Your instructions - Go through the data below and return each line where the string "ChannelConfig" occurs.

Data for this exercise -
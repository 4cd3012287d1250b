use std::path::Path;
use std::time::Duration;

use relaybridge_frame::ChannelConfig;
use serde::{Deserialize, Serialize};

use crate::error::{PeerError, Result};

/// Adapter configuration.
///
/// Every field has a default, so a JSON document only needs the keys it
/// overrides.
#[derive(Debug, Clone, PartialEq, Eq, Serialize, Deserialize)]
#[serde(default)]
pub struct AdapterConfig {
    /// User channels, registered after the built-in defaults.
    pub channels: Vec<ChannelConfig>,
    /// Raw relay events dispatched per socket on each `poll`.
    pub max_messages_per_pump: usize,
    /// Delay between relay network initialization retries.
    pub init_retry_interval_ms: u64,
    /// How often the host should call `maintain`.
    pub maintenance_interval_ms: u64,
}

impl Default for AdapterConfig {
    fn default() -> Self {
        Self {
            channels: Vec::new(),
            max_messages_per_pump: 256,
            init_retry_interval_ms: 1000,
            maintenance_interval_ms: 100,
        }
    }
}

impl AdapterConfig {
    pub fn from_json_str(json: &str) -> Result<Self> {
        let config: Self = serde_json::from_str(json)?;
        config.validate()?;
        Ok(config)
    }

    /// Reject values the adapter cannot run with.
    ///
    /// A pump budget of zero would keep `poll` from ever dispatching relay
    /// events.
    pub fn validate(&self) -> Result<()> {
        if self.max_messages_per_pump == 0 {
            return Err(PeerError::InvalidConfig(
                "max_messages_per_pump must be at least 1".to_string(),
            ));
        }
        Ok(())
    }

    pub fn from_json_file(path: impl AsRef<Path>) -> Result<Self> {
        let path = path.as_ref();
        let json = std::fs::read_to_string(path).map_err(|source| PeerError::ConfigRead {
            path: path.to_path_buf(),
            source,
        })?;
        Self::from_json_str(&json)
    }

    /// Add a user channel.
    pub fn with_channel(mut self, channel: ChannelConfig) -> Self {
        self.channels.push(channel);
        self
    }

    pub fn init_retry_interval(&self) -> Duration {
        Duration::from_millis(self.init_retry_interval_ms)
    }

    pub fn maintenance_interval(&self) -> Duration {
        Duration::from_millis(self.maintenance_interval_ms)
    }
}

Solution below -
use relaybridge_frame::ChannelConfig;
    pub channels: Vec<ChannelConfig>,
    pub fn with_channel(mut self, channel: ChannelConfig) -> Self {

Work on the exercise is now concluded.